For convenience and ease of reading, create some shorter names for the mass, damping, and stiffness matrices:

maa = {
    "in": mats["in"]["mxx"],
    "out": mats["out"]["mxx"],
}
kaa = {
    "in": mats["in"]["kxx"],
    "out": mats["out"]["kxx"],
}
baa = {
    "in": mats["in"]["bxx"],
    "out": mats["out"]["bxx"],
}

Model checks

We’ll use the pyyeti.cb.cbcheck routine to run model checks on both models. (There is also a tutorial on running model checks here). For this notebook, the primary reason for running model checks was simply to get the modal effective mass tables since that data may be helpful in interpreting some of the plots below. However, pyyeti.cb.cbcheck also turned out to be helpful in diagnosing an numerical issue with the inboard model; more on that in a moment.
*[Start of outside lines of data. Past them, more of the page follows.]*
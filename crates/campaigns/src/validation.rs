//! Save-time campaign validation. Everything checked here is a hard error:
//! definitions that pass are safe for the engine to execute without
//! re-checking node references or payload shapes at tick time.

use crate::model::{Campaign, NodeRef, PostAction};
use dripline_conditions::Condition;
use dripline_core::{AutomationError, AutomationResult};
use std::collections::HashSet;
use url::Url;

pub fn validate(campaign: &Campaign) -> AutomationResult<()> {
    if campaign.triggers.is_empty() {
        return Err(invalid("campaign has no triggers"));
    }
    if campaign.flow.steps.is_empty() {
        return Err(invalid("campaign flow has no steps"));
    }

    let mut node_ids: HashSet<&str> = HashSet::new();
    for step in &campaign.flow.steps {
        if step.id.is_empty() {
            return Err(invalid("step id must not be empty"));
        }
        if !node_ids.insert(&step.id) {
            return Err(invalid(format!("duplicate node id: {}", step.id)));
        }
    }
    for branch in &campaign.flow.branches {
        if branch.id.is_empty() {
            return Err(invalid("branch id must not be empty"));
        }
        if !node_ids.insert(&branch.id) {
            return Err(invalid(format!("duplicate node id: {}", branch.id)));
        }
    }

    for step in &campaign.flow.steps {
        if let Some(next) = &step.next {
            check_ref(campaign, next, &step.id)?;
        }
        for action in &step.post_actions {
            if let PostAction::CallWebhook { url } = action {
                Url::parse(url).map_err(|e| {
                    invalid(format!("step {}: invalid webhook url {url}: {e}", step.id))
                })?;
            }
        }
        check_variants(step)?;
    }
    for branch in &campaign.flow.branches {
        check_ref(campaign, &branch.true_path, &branch.id)?;
        if let Some(false_path) = &branch.false_path {
            check_ref(campaign, false_path, &branch.id)?;
        }
    }
    check_branch_cycles(campaign)?;

    for conditions in condition_lists(campaign) {
        for condition in conditions {
            if let Condition::TimeWindow(window) = condition {
                if !window.timezone_is_valid() {
                    return Err(invalid(format!("unknown timezone: {}", window.timezone)));
                }
            }
        }
    }
    if let Some(window) = &campaign.settings.sending_window {
        if !window.timezone_is_valid() {
            return Err(invalid(format!(
                "sending window has unknown timezone: {}",
                window.timezone
            )));
        }
    }

    Ok(())
}

fn check_ref(campaign: &Campaign, node: &NodeRef, from: &str) -> AutomationResult<()> {
    let ok = match node {
        NodeRef::Step { id } => campaign.step(id).is_some(),
        NodeRef::Branch { id } => campaign.branch(id).is_some(),
        NodeRef::End => true,
    };
    if ok {
        Ok(())
    } else {
        Err(invalid(format!("{from} references unknown node {node:?}")))
    }
}

/// Branch arms may chain to other branches; those chains run inside a
/// single tick, so a branch-only cycle would never terminate. Cycles broken
/// by a step are legal (the step reschedules).
fn check_branch_cycles(campaign: &Campaign) -> AutomationResult<()> {
    for start in &campaign.flow.branches {
        let mut path: HashSet<&str> = HashSet::new();
        walk_branch(campaign, &start.id, &mut path)?;
    }
    Ok(())
}

fn walk_branch<'a>(
    campaign: &'a Campaign,
    branch_id: &'a str,
    path: &mut HashSet<&'a str>,
) -> AutomationResult<()> {
    if !path.insert(branch_id) {
        return Err(invalid(format!("branch cycle detected through {branch_id}")));
    }
    if let Some(branch) = campaign.branch(branch_id) {
        for target in [Some(&branch.true_path), branch.false_path.as_ref()]
            .into_iter()
            .flatten()
        {
            if let NodeRef::Branch { id } = target {
                walk_branch(campaign, id, path)?;
            }
        }
    }
    path.remove(branch_id);
    Ok(())
}

fn check_variants(step: &crate::model::Step) -> AutomationResult<()> {
    for variant in &step.template.subject_variants {
        if variant.weight <= 0.0 || !variant.weight.is_finite() {
            return Err(invalid(format!(
                "step {}: subject variant weight must be positive",
                step.id
            )));
        }
    }
    Ok(())
}

fn condition_lists(campaign: &Campaign) -> impl Iterator<Item = &[Condition]> {
    campaign
        .triggers
        .iter()
        .map(|t| t.conditions.as_slice())
        .chain(campaign.flow.steps.iter().map(|s| s.conditions.as_slice()))
        .chain(campaign.goals.iter().map(|g| g.conditions.as_slice()))
}

fn invalid(msg: impl Into<String>) -> AutomationError {
    AutomationError::Validation(msg.into())
}

#[cfg(test)]
mod tests {
    use super::*;
    use crate::model::{
        Branch, BranchCondition, CampaignSettings, CampaignTrigger, EmailTemplate,
        EngagementMetric, Flow, Step, SubjectVariant,
    };
    use chrono::Utc;
    use uuid::Uuid;

    fn base_step(id: &str) -> Step {
        Step {
            id: id.into(),
            delay_minutes: 0,
            template: EmailTemplate {
                subject: "s".into(),
                html_body: "b".into(),
                subject_variants: vec![],
            },
            conditions: vec![],
            post_actions: vec![],
            next: None,
        }
    }

    fn base_campaign(steps: Vec<Step>, branches: Vec<Branch>) -> Campaign {
        let now = Utc::now();
        Campaign {
            id: Uuid::new_v4(),
            account_id: "acct-1".into(),
            name: "c".into(),
            description: String::new(),
            triggers: vec![CampaignTrigger {
                event_type: "contact_created".into(),
                conditions: vec![],
                delay_minutes: 0,
                priority: 0,
            }],
            flow: Flow { steps, branches },
            exit_conditions: vec![],
            goals: vec![],
            settings: CampaignSettings::default(),
            created_at: now,
            updated_at: now,
        }
    }

    #[test]
    fn test_valid_campaign_passes() {
        let campaign = base_campaign(vec![base_step("a"), base_step("b")], vec![]);
        assert!(validate(&campaign).is_ok());
    }

    #[test]
    fn test_empty_flow_rejected() {
        let campaign = base_campaign(vec![], vec![]);
        assert!(validate(&campaign).is_err());
    }

    #[test]
    fn test_duplicate_ids_rejected() {
        let campaign = base_campaign(vec![base_step("a"), base_step("a")], vec![]);
        assert!(validate(&campaign).is_err());
    }

    #[test]
    fn test_dangling_ref_rejected() {
        let mut step = base_step("a");
        step.next = Some(NodeRef::step("ghost"));
        let campaign = base_campaign(vec![step], vec![]);
        assert!(validate(&campaign).is_err());
    }

    #[test]
    fn test_branch_cycle_rejected() {
        let branches = vec![
            Branch {
                id: "x".into(),
                condition: BranchCondition::EmailEngagement {
                    metric: EngagementMetric::Opened,
                },
                true_path: NodeRef::branch("y"),
                false_path: None,
                wait_minutes: 0,
            },
            Branch {
                id: "y".into(),
                condition: BranchCondition::EmailEngagement {
                    metric: EngagementMetric::Clicked,
                },
                true_path: NodeRef::branch("x"),
                false_path: Some(NodeRef::step("a")),
                wait_minutes: 0,
            },
        ];
        let campaign = base_campaign(vec![base_step("a")], branches);
        assert!(validate(&campaign).is_err());
    }

    #[test]
    fn test_branch_chain_through_step_allowed() {
        let branches = vec![Branch {
            id: "x".into(),
            condition: BranchCondition::EmailEngagement {
                metric: EngagementMetric::Opened,
            },
            // Loops back to a step, which delays a tick: legal
            true_path: NodeRef::step("a"),
            false_path: Some(NodeRef::End),
            wait_minutes: 30,
        }];
        let mut step = base_step("a");
        step.next = Some(NodeRef::branch("x"));
        let campaign = base_campaign(vec![step], branches);
        assert!(validate(&campaign).is_ok());
    }

    #[test]
    fn test_bad_webhook_url_rejected() {
        let mut step = base_step("a");
        step.post_actions = vec![PostAction::CallWebhook {
            url: "not a url".into(),
        }];
        let campaign = base_campaign(vec![step], vec![]);
        assert!(validate(&campaign).is_err());
    }

    #[test]
    fn test_zero_variant_weight_rejected() {
        let mut step = base_step("a");
        step.template.subject_variants = vec![SubjectVariant {
            subject: "alt".into(),
            weight: 0.0,
        }];
        let campaign = base_campaign(vec![step], vec![]);
        assert!(validate(&campaign).is_err());
    }

    #[test]
    fn test_bad_sending_window_timezone_rejected() {
        use dripline_conditions::window::hhmm;
        let mut campaign = base_campaign(vec![base_step("a")], vec![]);
        campaign.settings.sending_window = Some(dripline_conditions::TimeWindow {
            start: hhmm::parse("09:00").unwrap(),
            end: hhmm::parse("17:00").unwrap(),
            days_of_week: vec![],
            timezone: "Atlantis/Capital".into(),
        });
        assert!(validate(&campaign).is_err());
    }
}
First, run the model checks and display the modal effective mass tables:

bset_in = b["in"].nonzero()[0]
bset_out = b["out"].nonzero()[0]

with StringIO() as f:
    chk_in = cb.cbcheck(
        f,  # "cbcheck_in.txt",
        maa["in"],
        kaa["in"],
        bset_in,
        bset_in[:6],
        uset["in"],
        uref=[600, 150, 150],  # this is the center if the 4 i/f nodes
        rb_norm=True,
    )
    str_chk_in = f.getvalue()

with StringIO() as f:
    chk_out = cb.cbcheck(
        f,  # "cbcheck_out.txt",
        maa["out"],
        kaa["out"],
        bset_out,
        bset_out[:6],
        uset["out"],
        uref=[600, 150, 150],
        rb_norm=True,
    )
    str_chk_out = f.getvalue()
Iteration 1 completed
Convergence: 4 of 6, tolerance range after 2 iterations is [1.196996633817e-09, 1.190690665692671e-05]
Convergence: 6 of 6, tolerance range after 3 iterations is [3.4365399102737635e-12, 2.7573499099751664e-11]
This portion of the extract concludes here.